In testa al corteo si legge uno striscione: «Dio perdoni don Gelmini». Frase di don Gallo, coraggioso prete partigiano, fondatore della comunità di S. Benedetto al Porto, che giovedì ha “dato scandalo” accendendosi una canna in una sala di Tursi, il municipio genovese. Gelmini, star televisiva di prima grandezza dell’epoca berlusconiana, fondatore delle comunità Incontro, quando è passata la legge Fini ha voluto innalzare al suo cielo un sinistro “Alleluja”. I ragazzi di don Gallo, che aprono le danze con i centri sociali della Liguria e i torinesi, sono pronti a disobbedire alla legge: «Come, lo decideremo tutti insieme», spiega Stefano, 35 anni, uno dei più anziani a sfilare, ospite da 6 mesi a S. Benedetto, comunità che «non reprime».

Continua Farina: «Qui si sta producendo nuova legalità contro il delirio sicuritario. Chiediamo al prossimo governo dell’Unione di cancellare per decreto e immediatamente la legge Fini». «Ma l’impegno deve arrivare prima della scadenza elettorale insieme a quello per la decriminalizzazione di tutte le condotte legate al consumo prevedendo anche la possibilità di autocoltivarsi l’erba», incalza ancora Piobbichi. In verità, il suo omologo nei ds, Beppe Vaccari, prova a fare dei distinguo: «Abolire subito la legge Fini e poi avviare un percorso dell’attuazione del programma». Ancora più tiepido il suo segretario che commenta il titolo della prima di Liberazione (quello del programma per i primi 100 minuti di Prodi): «Certamente la legge non può rimanere così». «Ma noi siamo pronti a raccogliere le firme per il referendum», avverte Paolo Cento. Tanto più che la piattaforma del corteo - non punibilità del consumo e strategie di riduzione del danno - «è considerata ragionevole in mezza Europa», spiega Vittorio Agnoletto che, prima di essere eurodeputato, è stato presidente della Lila, la lega per la lotta all’Aids.

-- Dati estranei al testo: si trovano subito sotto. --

// bracket format/round entities (spec §3 BracketFormat, BracketRound; §9
// redesign: the free-form config map and `round_data` JSON dict become
// closed per-format variants instead of open maps)

use chrono::{DateTime, Utc};
use serde::{Deserialize, Serialize};

use super::{BracketFormatId, BracketRoundId, EventId, WeightClassId};

/// wire-stable strings per spec §6: `"single_elimination"`,
/// `"double_elimination"`, `"swiss"`, `"round_robin"`, `"guaranteed_matches"`.
#[derive(Debug, Clone, Copy, PartialEq, Eq, Serialize, Deserialize)]
#[serde(rename_all = "snake_case")]
pub enum TournamentFormat {
    #[serde(rename = "single_elimination")]
    SingleElim,
    #[serde(rename = "double_elimination")]
    DoubleElim,
    Swiss,
    RoundRobin,
    GuaranteedMatches,
}

#[derive(Debug, Clone, Copy, PartialEq, Eq, Serialize, Deserialize)]
#[serde(rename_all = "snake_case")]
pub enum SeedingMethod {
    Random,
    InputOrder,
}

impl Default for SeedingMethod {
    fn default() -> Self {
        SeedingMethod::InputOrder
    }
}

/// closed config variant, one per format, carrying only the documented keys
/// of spec.md §3's config table (replaces the free-form JSON config column).
#[derive(Debug, Clone, Copy, PartialEq, Eq, Serialize, Deserialize)]
pub enum BracketConfig {
    SingleElim {
        seeding_method: SeedingMethod,
    },
    DoubleElim {
        seeding_method: SeedingMethod,
    },
    Swiss {
        seeding_method: SeedingMethod,
        /// total Swiss rounds; `None` ⇒ default `⌈log2 n⌉`, resolved once n
        /// is known at generation time.
        rounds: Option<u32>,
    },
    RoundRobin {
        seeding_method: SeedingMethod,
    },
    GuaranteedMatches {
        seeding_method: SeedingMethod,
        match_count: u32,
        max_rematches: u32,
        weight_based_pairing: bool,
    },
}

impl BracketConfig {
    pub fn format(&self) -> TournamentFormat {
        match self {
            BracketConfig::SingleElim { .. } => TournamentFormat::SingleElim,
            BracketConfig::DoubleElim { .. } => TournamentFormat::DoubleElim,
            BracketConfig::Swiss { .. } => TournamentFormat::Swiss,
            BracketConfig::RoundRobin { .. } => TournamentFormat::RoundRobin,
            BracketConfig::GuaranteedMatches { .. } => TournamentFormat::GuaranteedMatches,
        }
    }

    pub fn seeding_method(&self) -> SeedingMethod {
        match self {
            BracketConfig::SingleElim { seeding_method }
            | BracketConfig::DoubleElim { seeding_method }
            | BracketConfig::Swiss { seeding_method, .. }
            | BracketConfig::RoundRobin { seeding_method }
            | BracketConfig::GuaranteedMatches { seeding_method, .. } => *seeding_method,
        }
    }

    pub fn default_for(format: TournamentFormat) -> Self {
        match format {
            TournamentFormat::SingleElim => BracketConfig::SingleElim {
                seeding_method: SeedingMethod::InputOrder,
            },
            TournamentFormat::DoubleElim => BracketConfig::DoubleElim {
                seeding_method: SeedingMethod::InputOrder,
            },
            TournamentFormat::Swiss => BracketConfig::Swiss {
                seeding_method: SeedingMethod::InputOrder,
                rounds: None,
            },
            TournamentFormat::RoundRobin => BracketConfig::RoundRobin {
                seeding_method: SeedingMethod::InputOrder,
            },
            TournamentFormat::GuaranteedMatches => BracketConfig::GuaranteedMatches {
                seeding_method: SeedingMethod::InputOrder,
                match_count: 3,
                max_rematches: 1,
                weight_based_pairing: true,
            },
        }
    }
}

#[derive(Debug, Clone, PartialEq, Serialize, Deserialize)]
pub struct BracketFormat {
    pub id: BracketFormatId,
    pub event_id: EventId,
    pub weight_class_id: Option<WeightClassId>,
    pub config: BracketConfig,
    pub min_rest_minutes: u32,
    pub auto_generate: bool,
    pub generated: bool,
    pub finalized: bool,
}

/// wire-stable strings per spec §6: `"pending"`, `"in_progress"`,
/// `"completed"`, `"cancelled"`.
#[derive(Debug, Clone, Copy, PartialEq, Eq, Serialize, Deserialize)]
#[serde(rename_all = "snake_case")]
pub enum RoundStatus {
    Pending,
    InProgress,
    Completed,
    Cancelled,
}

#[derive(Debug, Clone, Copy, PartialEq, Eq, Serialize, Deserialize)]
#[serde(rename_all = "snake_case")]
pub enum BracketLane {
    Winners,
    Losers,
    Finals,
}

/// spec §3 round metadata key `type` ∈ {`drop_down`, `advancement`}.
#[derive(Debug, Clone, Copy, PartialEq, Eq, Serialize, Deserialize)]
#[serde(rename_all = "snake_case")]
pub enum LosersRoundKind {
    DropDown,
    Advancement,
}

/// replaces the Python `round_data` JSON dict (spec §3 "round metadata map")
/// with typed fields, populated only for the formats that use them.
#[derive(Debug, Clone, Copy, PartialEq, Eq, Default, Serialize, Deserialize)]
pub struct RoundMetadata {
    pub lane: Option<BracketLane>,
    pub losers_kind: Option<LosersRoundKind>,
    /// the winners-bracket round number a losers drop-down round drains from.
    pub feeds_from_winners: Option<u32>,
    pub total_rounds: Option<u32>,
    pub total_matches_per_fighter: Option<u32>,
    pub max_rematches: Option<u32>,
}

#[derive(Debug, Clone, PartialEq, Serialize, Deserialize)]
pub struct BracketRound {
    pub id: BracketRoundId,
    pub bracket_format_id: BracketFormatId,
    pub round_number: u32,
    pub display_name: String,
    pub status: RoundStatus,
    pub metadata: RoundMetadata,
    pub created_at: DateTime<Utc>,
    pub completed_at: Option<DateTime<Utc>>,
}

Pur non essendo tra i promotori della manifestazione, anche la Cgil la trova «straordinaria: l’Unione non potrà non tenerne conto», spiega Giuseppe Bortone, che si occupa della materia a Corso Italia da dove rilancia il programma minimo: depenalizzazione delle condotte legate al consumo e rilancio dei servizi con risorse adeguate. E’ opinione diffusa nella sfilata rumorosa che, con la cancellazione delle norme Fini, il nuovo auspicato cambio di governo convochi subito una conferenza sull’argomento. «Dovremo parteciparvi in tanti - promette Farina - dentro e fuori».